----- Supplied material

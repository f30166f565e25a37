//! External handle representation, independent of any registry wire format.
//!
//! A [`Handle`] is the hierarchical identifier a management registry assigns
//! to a bound node. The pipeline treats handles as opaque values with exactly
//! two structural facts: every handle descends from a well-known root, and a
//! handle's ancestry is visible as a segment prefix. The prefix relation is
//! what makes recursive subtree unregistration bookkeeping possible.

use serde::{Deserialize, Serialize};
use std::fmt;

/// Hierarchical identifier assigned by the management registry.
///
/// Handles are cheap to clone and usable as map keys in both directions of
/// the node registry.
#[derive(Debug, Clone, PartialEq, Eq, Hash, Serialize, Deserialize)]
pub struct Handle {
    domain: String,
    segments: Vec<String>,
}

impl Handle {
    /// Create the well-known root handle for a registry domain.
    pub fn root(domain: &str) -> Self {
        Self {
            domain: domain.to_string(),
            segments: Vec::new(),
        }
    }

    /// Compose a child handle one level below this one.
    ///
    /// `name` is expected to already be escaped for the registry's addressing
    /// syntax; composition itself performs no quoting.
    pub fn child(&self, kind: &str, name: &str) -> Self {
        let mut segments = self.segments.clone();
        segments.push(format!("{}={}", kind, name));
        Self {
            domain: self.domain.clone(),
            segments,
        }
    }

    /// The registry domain this handle belongs to.
    pub fn domain(&self) -> &str {
        &self.domain
    }

    /// Hierarchical prefix test: is `self` equal to or below `ancestor`?
    pub fn is_under(&self, ancestor: &Handle) -> bool {
        if self.domain != ancestor.domain || ancestor.segments.len() > self.segments.len() {
            return false;
        }

        self.segments
            .iter()
            .zip(ancestor.segments.iter())
            .all(|(a, b)| a == b)
    }

    /// Get the parent handle, if any.
    pub fn parent(&self) -> Option<Self> {
        if self.segments.is_empty() {
            return None;
        }

        let mut segments = self.segments.clone();
        segments.pop();

        Some(Self {
            domain: self.domain.clone(),
            segments,
        })
    }

    /// Check if this is the root handle of its domain.
    pub fn is_root(&self) -> bool {
        self.segments.is_empty()
    }

    /// Number of levels below the root.
    pub fn depth(&self) -> usize {
        self.segments.len()
    }
}

impl fmt::Display for Handle {
    fn fmt(&self, f: &mut fmt::Formatter<'_>) -> fmt::Result {
        write!(f, "{}:/{}", self.domain, self.segments.join("/"))
    }
}
//! Registration pipeline keeping a live management view in sync with the
//! configuration tree.
//!
//! The pipeline turns the stream of committed change batches into correctly
//! ordered, idempotent registration and deregistration operations against an
//! external management registry:
//!
//! - [`ChangeBatchSorter`]: classifies a batch into adds, removes, and
//!   attribute changes, recovering out-of-order notifications.
//! - [`RegistrationEngine`]: parent-first recursive registration and
//!   subtree unregistration.
//! - [`NodeRegistry`]: concurrent bidirectional node ↔ handle map.
//! - [`Worker`]: the background thread draining the pending queue, with the
//!   initial-backlog handshake startup callers block on.
//! - [`PipelineController`]: routing, lifecycle, and the blocking `start()`.
//!
//! Collaborators (configuration tree, management registry, proxy factory,
//! readiness gate) are trait objects from `vantage-core`, injected at
//! construction.
//!
//! # Example
//!
//! ```no_run
//! use std::sync::Arc;
//! use vantage_core::{PipelineConfig, ChangeRecord, NodeId};
//! use vantage_pipeline::{InMemoryJobQueue, PipelineController};
//!
//! # fn example(
//! #     tree: Arc<dyn vantage_core::ConfigTree>,
//! #     registry: Arc<dyn vantage_core::ManagementRegistry>,
//! #     proxies: Arc<dyn vantage_core::ProxyFactory>,
//! #     gate: Arc<dyn vantage_core::ReadinessGate>,
//! #     root: NodeId,
//! #     batch: Vec<ChangeRecord>,
//! # ) -> vantage_core::Result<()> {
//! let controller = PipelineController::new(
//!     PipelineConfig::default(),
//!     tree,
//!     registry,
//!     proxies,
//!     gate,
//!     Arc::new(InMemoryJobQueue::new()),
//!     root,
//! );
//!
//! controller.on_change_batch_committed(&batch);
//! let root_handle = controller.start()?;
//! # Ok(())
//! # }
//! ```

pub mod controller;
pub mod engine;
pub mod name;
pub mod queue;
pub mod registry;
pub mod sorter;
pub mod worker;

// Re-export main types
pub use controller::PipelineController;
pub use engine::RegistrationEngine;
pub use name::NameAllocator;
pub use queue::InMemoryJobQueue;
pub use registry::{NodeRegistry, RegistryEntry};
pub use sorter::{ChangeBatchSorter, SortedBatch};
pub use worker::Worker;

/// Prelude module with commonly used types.
pub mod prelude {
    pub use crate::controller::PipelineController;
    pub use crate::engine::RegistrationEngine;
    pub use crate::queue::InMemoryJobQueue;
    pub use crate::registry::NodeRegistry;
    pub use crate::sorter::{ChangeBatchSorter, SortedBatch};
    pub use crate::worker::Worker;
    pub use vantage_core::prelude::*;
}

----------

> _Problem to work on_
Where a line of the material holds the word "SortedBatch", copy that line.

> _Reply to the task_
pub use sorter::{ChangeBatchSorter, SortedBatch};
    pub use crate::sorter::{ChangeBatchSorter, SortedBatch};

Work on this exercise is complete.